We spend anywhere from 15-30 minutes depending on how many questions the children might have. They are aged: 13, 11, 9, and 7. So they are pretty interactive at this stage and pay pretty good attention.


----------



## Jack K (Nov 22, 2017)

We do ours around the dinner table, so opening prayer comes before we eat and I often begin the other parts while some are still finishing their plates. It's usually simple: Bible reading, some brief discussion, a song, and sometimes a closing prayer.

At times, we've worked through a catechism instead of Bible reading, but reading through a book of the Bible is more typical for us. We also have more extensive prayer at breakfast, and when the kids were younger we had bedtime prayer too. So we don't necessarily do everything at one time nor always do the same "liturgy." There's freedom to mix things up (and plenty of times we've messed up in various ways). I try to keep it all relaxed.


----------



## Parakaleo (Nov 22, 2017)

*Psalm* (maybe one we are singing that week in worship)
*Prayer
Scripture Reading* (usually one chapter, continuously through a book of my choosing)
*Some Exposition* 
*Psalm* (maybe one we are memorizing together)
*Prayer *(with supplications)


----------



## C. Matthew McMahon (Nov 23, 2017)

In the early years, we had a set time, and set outline. But that became a bit rote after some years. So, I decided to create workbooks for my wife to give teaching a studied but fun flavor. (This is orginally where the Reformed Apprentice began.)

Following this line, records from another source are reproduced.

use dioxus::prelude::*;

/// How a closed sidebar behaves.
#[derive(Debug, Clone, Copy, PartialEq, Eq, Default)]
pub enum SidebarCollapsible {
    /// Slides fully out of view.
    #[default]
    Offcanvas,
    /// Collapses to an icon rail.
    Icon,
    /// Always fully visible.
    None,
}

impl SidebarCollapsible {
    pub fn as_str(&self) -> &'static str {
        match self {
            SidebarCollapsible::Offcanvas => "offcanvas",
            SidebarCollapsible::Icon => "icon",
            SidebarCollapsible::None => "none",
        }
    }
}

/// Shared sidebar layout state, established once by `SidebarProvider` and
/// read anywhere beneath it without prop-threading.
#[derive(Clone, Copy, PartialEq)]
pub struct SidebarContext {
    open: Signal<bool>,
    pub collapsible: SidebarCollapsible,
}

impl SidebarContext {
    pub fn new(open: Signal<bool>, collapsible: SidebarCollapsible) -> Self {
        SidebarContext { open, collapsible }
    }

    pub fn is_open(&self) -> bool {
        *self.open.read()
    }

    pub fn set_open(&mut self, open: bool) {
        self.open.set(open);
    }

    pub fn toggle(&mut self) {
        let next = !self.is_open();
        self.open.set(next);
    }

    /// `"expanded"` / `"collapsed"`, for `data-state` attributes.
    pub fn state(&self) -> &'static str {
        if self.is_open() {
            "expanded"
        } else {
            "collapsed"
        }
    }
}

/// Access the sidebar state established by the nearest `SidebarProvider`.
///
/// Reading this context outside a provider is a programming error; it panics
/// at the point of use instead of silently defaulting, so a misplaced
/// component is caught the first time it renders.
pub fn use_sidebar() -> SidebarContext {
    try_consume_context::<SidebarContext>()
        .expect("use_sidebar must be called within a SidebarProvider")
}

Then, as theology progressed, we went through explaining the catechism, and after that, graduated to higher forms of theological teaching. We read and worked through volumes of books. Yes, the puritans. I basically took an important passage of Scripture, or something relevant in our life, found a book in the Reformed corpus, and worked through it with her until we finished the topic.

I've found that we tend to _discuss_ theology better than running through a set 10 minute devotional time at night. This caters to her makeup, and constitution.

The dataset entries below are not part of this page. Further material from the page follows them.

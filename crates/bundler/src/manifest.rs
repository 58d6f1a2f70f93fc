//! The dist-level manifest.

use std::collections::BTreeMap;
use std::path::{Path, PathBuf};

use prism_registry::ExportGraph;
use serde::Serialize;

use crate::error::BundleError;
use crate::hash::{sha256_file, Fingerprint};

/// File name of the dist-level manifest.
pub const DIST_MANIFEST: &str = "MANIFEST.toml";

/// Directory under dist holding the verbatim style assets.
pub const STYLES_DIR: &str = "styles";

#[derive(Debug, Serialize)]
struct DistManifest {
    package: String,
    /// Fingerprint of the export graph the artifacts were generated from.
    fingerprint: String,
    /// Relative path -> sha256 of every emitted file, sorted.
    files: BTreeMap<String, String>,
}

/// Stable fingerprint over everything the build depends on from the graph.
pub fn graph_fingerprint(graph: &ExportGraph) -> String {
    let mut fp = Fingerprint::new();
    fp.update(&graph.package);
    for peer in &graph.peers {
        fp.update(peer);
    }
    if let Some(style) = &graph.style {
        fp.update(&style.display().to_string());
    }
    for module in graph.modules() {
        fp.update(&module.name);
        fp.update(module.kind.as_str());
        fp.update(&module.entry.display().to_string());
        for dep in &module.deps {
            fp.update(dep);
        }
        for asset in &module.assets {
            fp.update(&asset.display().to_string());
        }
    }
    for category in graph.categories() {
        fp.update(&category.name);
        for member in &category.members {
            fp.update(member);
        }
    }
    fp.finish()
}

/// Hash every emitted file and write `MANIFEST.toml` into the staging root.
pub fn write_manifest(
    graph: &ExportGraph,
    staging: &Path,
    emitted: &[PathBuf],
) -> Result<(), BundleError> {
    let mut files = BTreeMap::new();
    for rel in emitted {
        let digest = sha256_file(&staging.join(rel))?;
        // Forward slashes regardless of host so the manifest is portable.
        let key = rel
            .components()
            .map(|c| c.as_os_str().to_string_lossy())
            .collect::<Vec<_>>()
            .join("/");
        files.insert(key, digest);
    }

    let manifest = DistManifest {
        package: graph.package.clone(),
        fingerprint: graph_fingerprint(graph),
        files,
    };
    let text = toml::to_string(&manifest).unwrap_or_default();
    std::fs::write(staging.join(DIST_MANIFEST), text)
        .map_err(|e| BundleError::io(staging.join(DIST_MANIFEST), e))
}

We tend to discuss theology on varied levels. Sometimes we may simply pray, and exposit a verse for 15 or 20 minutes. Other times, we will pray, and study on a topic for an hour or two. But I like the variation, and she has enjoyed that as well.

My purpose in this was to take family worship and make it a _family lifestyle of study_.

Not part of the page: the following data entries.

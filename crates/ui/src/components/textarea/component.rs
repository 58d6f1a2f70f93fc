use dioxus::prelude::*;

/// A multi-line text input.
#[component]
pub fn Textarea(
    #[props(default)] value: String,
    #[props(default)] placeholder: String,
    #[props(default = 3)] rows: i64,
    #[props(default = false)] disabled: bool,
    #[props(default)] oninput: Option<EventHandler<FormEvent>>,
    #[props(extends = GlobalAttributes)] attributes: Vec<Attribute>,
) -> Element {
    let base = vec![Attribute::new("class", "prism-textarea", None, false)];
    let merged = dioxus_primitives::merge_attributes(vec![base, attributes]);

    rsx! {
        document::Link { rel: "stylesheet", href: asset!("./style.css") }
        textarea {
            value: value,
            placeholder: placeholder,
            rows: rows,
            disabled: disabled,
            oninput: move |evt| {
                if let Some(handler) = &oninput {
                    handler.call(evt);
                }
            },
            ..merged,
        }
    }
}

I wanted my wife to get to the point that she could study, read, and comprehend everything I would give her to read, no matter its level. Short of Turretin (and biblical languages), she has gained the ability to read and study just about any topic, including difficult subjects. that also include my dissertations.

That doesnt mean questions are not difficult, or need going over again. Or that we remember everything we study. It does mean that worship has become more than a mere form, and has turned into _strategy_. For example, we studied through a new Christopher Love work, which in turn is causing us to create a strategy against specific sins, in our spiritual warfare.

Now, not everyone "can" do what we've done over 25 years. Most families have not had biblical and theological training which in some ways is a great benefit to family study in this way. But it is up to us to make the most of our family worship time. And for us, our family worship and private devotions compliment each other in our theological reading and study together.


----------